Banking sector leads the way in diminishing FTSE100 DB pension deficits

As defined benefit pensions report an overall deficit decrease of £22bn, Barnett Waddingham’s annual FTSE100 report delves deeper to understand the bigger picture.

For 2017, the four major high street banks reported no pension deficit for the first time since Barnett Waddingham’s report was launched in 2001 – with an average funding level of 111% and an aggregate surplus of almost £15bn. This is due to good investment returns over the year, supplemented by further contributions made by the banks to reduce deficits. Overall, the FTSE100 deficit stands at £5bn, a decrease of £22bn from the previous year. In contrast to the banking sector, the largest deficits came from Oil and Gas sector.

The average IAS19 funding level for FTSE100 companies in 2017, rose by 5% from the previous year from 91% to 96%. The range of funding levels remains broad with some companies still showing a funding level of below 70% and one in nine schemes below 80%.
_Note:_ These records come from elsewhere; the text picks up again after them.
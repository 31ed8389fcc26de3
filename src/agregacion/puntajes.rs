//! Agregaciones de puntaje ponderado: promedios por tupla de claves y
//! muestras crudas para cajas, violines e histogramas. Los puntajes nulos se
//! ignoran en los promedios y se excluyen de las muestras.

use crate::agregacion::ANIO_RECIENTE;
use crate::models::{Postulante, SIN_INFORMACION, Sexo};
use serde::Serialize;
use std::collections::HashMap;

#[derive(Debug, Clone, PartialEq, Serialize)]
pub struct PromedioAnioCarrera {
    pub anio: i32,
    pub carrera: String,
    pub promedio: f64,
}

#[derive(Debug, Clone, PartialEq, Serialize)]
pub struct PromedioAnioSexo {
    pub anio: i32,
    pub sexo: Sexo,
    pub promedio: f64,
}

#[derive(Debug, Clone, PartialEq, Serialize)]
pub struct PromedioAnio {
    pub anio: i32,
    pub promedio: f64,
}

/// Muestra cruda de puntajes para un par (carrera, grupo). El grupo es la
/// etiqueta de la segunda dimensión: sexo o grupo de dependencia.
#[derive(Debug, Clone, PartialEq, Serialize)]
pub struct GrupoPuntajes {
    pub carrera: String,
    pub grupo: String,
    pub puntajes: Vec<f64>,
}

fn promedio(suma: f64, n: usize) -> f64 {
    suma / n as f64
}

/// Promedio de puntaje por (año, carrera) para las carreras seleccionadas.
/// Grupos sin ningún puntaje conocido no generan fila.
pub fn promedio_puntaje_por_anio_carrera(
    base: &[Postulante],
    carreras: &[String],
) -> Vec<PromedioAnioCarrera> {
    let mut grupos: HashMap<(i32, &str), (f64, usize)> = HashMap::new();
    for p in base.iter() {
        if !carreras.contains(&p.carrera) {
            continue;
        }
        if let Some(ptje) = p.ptje_ponderado {
            let e = grupos.entry((p.anio, p.carrera.as_str())).or_insert((0.0, 0));
            e.0 += ptje;
            e.1 += 1;
        }
    }

    let mut filas: Vec<PromedioAnioCarrera> = grupos
        .into_iter()
        .map(|((anio, carrera), (suma, n))| PromedioAnioCarrera {
            anio,
            carrera: carrera.to_string(),
            promedio: promedio(suma, n),
        })
        .collect();
    filas.sort_by(|a, b| (a.anio, &a.carrera).cmp(&(b.anio, &b.carrera)));
    filas
}

/// Promedio de puntaje por (año, sexo) sobre la base completa.
pub fn promedio_puntaje_por_anio_sexo(base: &[Postulante]) -> Vec<PromedioAnioSexo> {
    let mut grupos: HashMap<(i32, Sexo), (f64, usize)> = HashMap::new();
    for p in base.iter() {
        let sexo = match p.sexo {
            Some(s) => s,
            None => continue,
        };
        if let Some(ptje) = p.ptje_ponderado {
            let e = grupos.entry((p.anio, sexo)).or_insert((0.0, 0));
            e.0 += ptje;
            e.1 += 1;
        }
    }

    let mut filas: Vec<PromedioAnioSexo> = grupos
        .into_iter()
        .map(|((anio, sexo), (suma, n))| PromedioAnioSexo {
            anio,
            sexo,
            promedio: promedio(suma, n),
        })
        .collect();
    // Años ascendentes, MASCULINO antes que FEMENINO dentro de cada año.
    filas.sort_by(|a, b| (a.anio, a.sexo).cmp(&(b.anio, b.sexo)));
    filas
}

/// Promedio de puntaje por año para una sola carrera (la vista de
/// trayectoria del storytelling).
pub fn trayectoria_puntaje_carrera(base: &[Postulante], carrera: &str) -> Vec<PromedioAnio> {
    let mut grupos: HashMap<i32, (f64, usize)> = HashMap::new();
    for p in base.iter() {
        if p.carrera != carrera {
            continue;
        }
        if let Some(ptje) = p.ptje_ponderado {
            let e = grupos.entry(p.anio).or_insert((0.0, 0));
            e.0 += ptje;
            e.1 += 1;
        }
    }

    let mut filas: Vec<PromedioAnio> = grupos
        .into_iter()
        .map(|(anio, (suma, n))| PromedioAnio { anio, promedio: promedio(suma, n) })
        .collect();
    filas.sort_by_key(|f| f.anio);
    filas
}

/// Muestras de puntaje por (carrera, sexo) para el boxplot, carreras
/// restringidas a la selección; filas sin puntaje o sin sexo quedan fuera.
pub fn puntajes_por_carrera_sexo(base: &[Postulante], carreras: &[String]) -> Vec<GrupoPuntajes> {
    let mut grupos: HashMap<(String, Sexo), Vec<f64>> = HashMap::new();
    for p in base.iter() {
        if !carreras.contains(&p.carrera) {
            continue;
        }
        let (sexo, ptje) = match (p.sexo, p.ptje_ponderado) {
            (Some(s), Some(v)) => (s, v),
            _ => continue,
        };
        grupos.entry((p.carrera.clone(), sexo)).or_default().push(ptje);
    }

    let mut filas: Vec<(String, Sexo, Vec<f64>)> = grupos
        .into_iter()
        .map(|((carrera, sexo), puntajes)| (carrera, sexo, puntajes))
        .collect();
    filas.sort_by(|a, b| (&a.0, a.1).cmp(&(&b.0, b.1)));
    filas
        .into_iter()
        .map(|(carrera, sexo, puntajes)| GrupoPuntajes {
            carrera,
            grupo: sexo.etiqueta().to_string(),
            puntajes,
        })
        .collect()
}

/// Muestras de puntaje por (carrera, grupo de dependencia) del año reciente,
/// para la vista de distribución (violín). El sentinela "SIN INFORMACIÓN" se
/// excluye aquí, y sólo aquí entre las vistas de dependencia.
pub fn puntajes_por_carrera_dependencia(
    base: &[Postulante],
    carreras_distribucion: &[String],
) -> Vec<GrupoPuntajes> {
    let mut grupos: HashMap<(String, String), Vec<f64>> = HashMap::new();
    for p in base.iter() {
        if p.anio != ANIO_RECIENTE {
            continue;
        }
        if !carreras_distribucion.contains(&p.carrera) {
            continue;
        }
        if p.grupo_dependencia.is_empty() || p.grupo_dependencia == SIN_INFORMACION {
            continue;
        }
        if let Some(ptje) = p.ptje_ponderado {
            grupos
                .entry((p.carrera.clone(), p.grupo_dependencia.clone()))
                .or_default()
                .push(ptje);
        }
    }

    let mut filas: Vec<GrupoPuntajes> = grupos
        .into_iter()
        .map(|((carrera, grupo), puntajes)| GrupoPuntajes { carrera, grupo, puntajes })
        .collect();
    filas.sort_by(|a, b| (&a.carrera, &a.grupo).cmp(&(&b.carrera, &b.grupo)));
    filas
}

/// Muestras crudas de puntaje para una carrera (histograma / caja del
/// storytelling), en orden de aparición.
pub fn puntajes_carrera(base: &[Postulante], carrera: &str) -> Vec<f64> {
    base.iter()
        .filter(|p| p.carrera == carrera)
        .filter_map(|p| p.ptje_ponderado)
        .collect()
}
Interestingly, the impact of the pensions freedom reforms are starting to show on pension balance sheets. There was a 40% increase in the total benefits paid out of schemes sponsored by FTSE100 companies, as members take transfer values from schemes to access the flexibilities.

Martin Hooper, associate at Barnett Waddingham, said: “At first glance the results look promising, as the FTSE100 report close to surplus for the first time in recent years. Whilst the health of corporate pension schemes seems to be improving, it is clear that some companies still have a lot of work to do to improve their schemes’ funding levels.
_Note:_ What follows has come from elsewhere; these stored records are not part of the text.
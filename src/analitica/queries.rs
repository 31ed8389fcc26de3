use crate::analitica::db::analitica_db_path;
use rusqlite::Connection;
use std::collections::HashMap;
use std::error::Error;

/// Gráficos más consultados, descendente por cantidad de requests.
pub fn graficos_mas_consultados(limit: Option<usize>) -> Result<serde_json::Value, Box<dyn Error>> {
    let conn = Connection::open(analitica_db_path())?;
    let mut stmt = conn.prepare("SELECT grafico FROM consultas")?;
    let rows = stmt.query_map([], |row| row.get::<_, String>(0))?;

    let mut counts: HashMap<String, usize> = HashMap::new();
    for r in rows.flatten() {
        *counts.entry(r).or_default() += 1;
    }

    let mut v: Vec<(String, usize)> = counts.into_iter().collect();
    v.sort_by(|a, b| b.1.cmp(&a.1).then(a.0.cmp(&b.0)));
    let lim = limit.unwrap_or(20);
    let arr: Vec<serde_json::Value> = v
        .into_iter()
        .take(lim)
        .map(|(g, c)| serde_json::json!({"grafico": g, "count": c}))
        .collect();
    let result = serde_json::Value::Array(arr);

    let params = serde_json::json!({"limit": limit});
    let _ = crate::analitica::save_report("graficos_mas_consultados", &params.to_string(), &result.to_string());
    Ok(result)
}

/// Campos de filtro efectivamente usados en los requests registrados:
/// cuenta en cuántas consultas vino cada campo con un valor no vacío.
pub fn filtros_mas_usados() -> Result<serde_json::Value, Box<dyn Error>> {
    let conn = Connection::open(analitica_db_path())?;
    let mut stmt = conn.prepare("SELECT filtros_json FROM consultas WHERE filtros_json IS NOT NULL")?;
    let rows = stmt.query_map([], |row| row.get::<_, String>(0))?;

    let campos = ["carreras", "region", "carreras_distribucion", "ingreso", "carrera"];
    let mut counts: HashMap<String, usize> = HashMap::new();
    for r in rows.flatten() {
        let v: serde_json::Value = match serde_json::from_str(&r) {
            Ok(v) => v,
            Err(_) => continue,
        };
        for campo in campos {
            let usado = match v.get(campo) {
                Some(serde_json::Value::Array(a)) => !a.is_empty(),
                Some(serde_json::Value::Null) | None => false,
                Some(_) => true,
            };
            if usado {
                *counts.entry(campo.to_string()).or_default() += 1;
            }
        }
    }

    let mut v: Vec<(String, usize)> = counts.into_iter().collect();
    v.sort_by(|a, b| b.1.cmp(&a.1).then(a.0.cmp(&b.0)));
    let arr: Vec<serde_json::Value> = v
        .into_iter()
        .map(|(f, c)| serde_json::json!({"filtro": f, "count": c}))
        .collect();
    let result = serde_json::Value::Array(arr);

    let _ = crate::analitica::save_report("filtros_mas_usados", "{}", &result.to_string());
    Ok(result)
}

/// Carreras más pedidas en los filtros registrados (valores dentro de
/// `carreras` y `carrera`).
pub fn carreras_mas_consultadas(limit: Option<usize>) -> Result<serde_json::Value, Box<dyn Error>> {
    let conn = Connection::open(analitica_db_path())?;
    let mut stmt = conn.prepare("SELECT filtros_json FROM consultas WHERE filtros_json IS NOT NULL")?;
    let rows = stmt.query_map([], |row| row.get::<_, String>(0))?;

    let mut counts: HashMap<String, usize> = HashMap::new();
    for r in rows.flatten() {
        let v: serde_json::Value = match serde_json::from_str(&r) {
            Ok(v) => v,
            Err(_) => continue,
        };
        if let Some(arr) = v.get("carreras").and_then(|x| x.as_array()) {
            for c in arr {
                if let Some(s) = c.as_str() {
                    *counts.entry(s.to_string()).or_default() += 1;
                }
            }
        }
        if let Some(s) = v.get("carrera").and_then(|x| x.as_str()) {
            *counts.entry(s.to_string()).or_default() += 1;
        }
    }

    let mut v: Vec<(String, usize)> = counts.into_iter().collect();
    v.sort_by(|a, b| b.1.cmp(&a.1).then(a.0.cmp(&b.0)));
    let lim = limit.unwrap_or(20);
    let arr: Vec<serde_json::Value> = v
        .into_iter()
        .take(lim)
        .map(|(c, n)| serde_json::json!({"carrera": c, "count": n}))
        .collect();
    let result = serde_json::Value::Array(arr);

    let params = serde_json::json!({"limit": limit});
    let _ = crate::analitica::save_report("carreras_mas_consultadas", &params.to_string(), &result.to_string());
    Ok(result)
}

/// Total de consultas registradas y cantidad de gráficos distintos.
pub fn conteo_consultas() -> Result<serde_json::Value, Box<dyn Error>> {
    let conn = Connection::open(analitica_db_path())?;
    let total: i64 = conn.query_row("SELECT COUNT(*) FROM consultas", [], |row| row.get(0))?;
    let distintos: i64 =
        conn.query_row("SELECT COUNT(DISTINCT grafico) FROM consultas", [], |row| row.get(0))?;

    let result = serde_json::json!({"consultas": total, "graficos_distintos": distintos});
    let _ = crate::analitica::save_report("conteo_consultas", "{}", &result.to_string());
    Ok(result)
}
“Pressures will remain for many companies against a backdrop of greater regulatory scrutiny of funding plans and the potential for strengthening of regulatory powers. How companies balance the pressure to increasing funding levels against other company financial objectives will continue to be a challenge going forward.”
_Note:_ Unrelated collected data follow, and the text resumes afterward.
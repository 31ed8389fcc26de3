use paesdash::agregacion::{PromedioAnioCarrera, PromedioAnioSexo};
use paesdash::models::Sexo;
use paesdash::narrativa::{
    Clasificacion, brecha_sexo, clasificar_tendencia, tendencia_carreras,
};

fn fila(anio: i32, carrera: &str, promedio: f64) -> PromedioAnioCarrera {
    PromedioAnioCarrera { anio, carrera: carrera.to_string(), promedio }
}

#[test]
fn tendencia_estable_bajo_umbral() {
    let filas = vec![
        fila(2023, "Sociología", 700.0),
        fila(2024, "Sociología", 705.0),
        fila(2025, "Sociología", 703.0),
    ];
    let frases = tendencia_carreras(&filas);
    assert_eq!(frases.len(), 1);
    assert_eq!(frases[0].clasificacion, Clasificacion::Estable);
    assert!(frases[0].frase.contains("se mantuvo estable"));
}

#[test]
fn tendencia_aumento_sobre_umbral() {
    let filas = vec![fila(2023, "Sociología", 700.0), fila(2025, "Sociología", 706.0)];
    let frases = tendencia_carreras(&filas);
    assert_eq!(frases[0].clasificacion, Clasificacion::Aumento);
    assert!(frases[0].frase.contains("aumentó en 6.0 puntos"));
}

#[test]
fn tendencia_disminucion() {
    let filas = vec![fila(2023, "Derecho", 820.0), fila(2025, "Derecho", 812.5)];
    let frases = tendencia_carreras(&filas);
    assert_eq!(frases[0].clasificacion, Clasificacion::Disminucion);
    assert!(frases[0].frase.contains("disminuyó en 7.5 puntos"));
}

#[test]
fn delta_exactamente_cinco_es_aumento() {
    let frase = clasificar_tendencia("Medicina", Some(700.0), Some(705.0));
    assert_eq!(frase.clasificacion, Clasificacion::Aumento);

    let frase = clasificar_tendencia("Medicina", Some(705.0), Some(700.0));
    assert_eq!(frase.clasificacion, Clasificacion::Disminucion);
}

#[test]
fn anio_extremo_faltante_es_sin_datos() {
    // Sólo 2024 y 2025: falta el punto de partida 2023
    let filas = vec![fila(2024, "Medicina", 800.0), fila(2025, "Medicina", 820.0)];
    let frases = tendencia_carreras(&filas);
    assert_eq!(frases[0].clasificacion, Clasificacion::SinDatos);
    assert_eq!(frases[0].delta, None);
    assert!(frases[0].frase.contains("No hay datos suficientes"));
}

#[test]
fn tendencias_por_carrera_independientes() {
    let filas = vec![
        fila(2023, "Derecho", 700.0),
        fila(2025, "Derecho", 720.0),
        fila(2023, "Medicina", 900.0),
        fila(2025, "Medicina", 899.0),
    ];
    let frases = tendencia_carreras(&filas);
    assert_eq!(frases.len(), 2);
    assert_eq!(frases[0].categoria, "Derecho");
    assert_eq!(frases[0].clasificacion, Clasificacion::Aumento);
    assert_eq!(frases[1].categoria, "Medicina");
    assert_eq!(frases[1].clasificacion, Clasificacion::Estable);
}

fn fila_sexo(anio: i32, sexo: Sexo, promedio: f64) -> PromedioAnioSexo {
    PromedioAnioSexo { anio, sexo, promedio }
}

#[test]
fn brecha_nombra_solo_anios_sobre_umbral() {
    let filas = vec![
        fila_sexo(2023, Sexo::Masculino, 720.0),
        fila_sexo(2023, Sexo::Femenino, 705.0),
        fila_sexo(2024, Sexo::Masculino, 710.0),
        fila_sexo(2024, Sexo::Femenino, 705.0),
        // 2025 sin promedio femenino: el año queda fuera de la comparación
        fila_sexo(2025, Sexo::Masculino, 730.0),
    ];
    let brecha = brecha_sexo(&filas);
    assert_eq!(brecha.anios_divergentes, vec![2023]);
    assert!(brecha.frase.contains("2023"));
    assert!(!brecha.frase.contains("2024"));
}

#[test]
fn brecha_similar_en_todos_los_anios() {
    let filas = vec![
        fila_sexo(2023, Sexo::Masculino, 700.0),
        fila_sexo(2023, Sexo::Femenino, 695.0),
        fila_sexo(2025, Sexo::Masculino, 710.0),
        fila_sexo(2025, Sexo::Femenino, 712.0),
    ];
    let brecha = brecha_sexo(&filas);
    assert!(brecha.anios_divergentes.is_empty());
    assert!(brecha.frase.contains("similares"));
}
Further survey highlights:

  • average life expectancy has decreased for the second year, the average life expectancy assumption from age 65 was 24.1 years (2016: 24.2 years)
  • the aggregate IAS19 funding level for the companies in our survey was 99% in 2017 – a 4% increase in funding level equates to around £22bn decrease in deficit
  • the fall in average discount rate of 0.2% pa in the year led to 3.3% increase in the disclosed Defined Benefit Obligation
  • out of 49 companies 42 disclosed a discount rate assumption between 2.3% and 3.0% pa for calculating their Defined Benefit Obligations
  • schemes had around 24% of their assets allocated to growth assets (2016: 28%)
  • the Survey also shows a trend of changing asset allocations since 2009, with a gradual trend away from equity investment into bonds and alternative asset classes

The survey is based on the pension disclosures of companies in the FTSE100 as at 31 December 2017.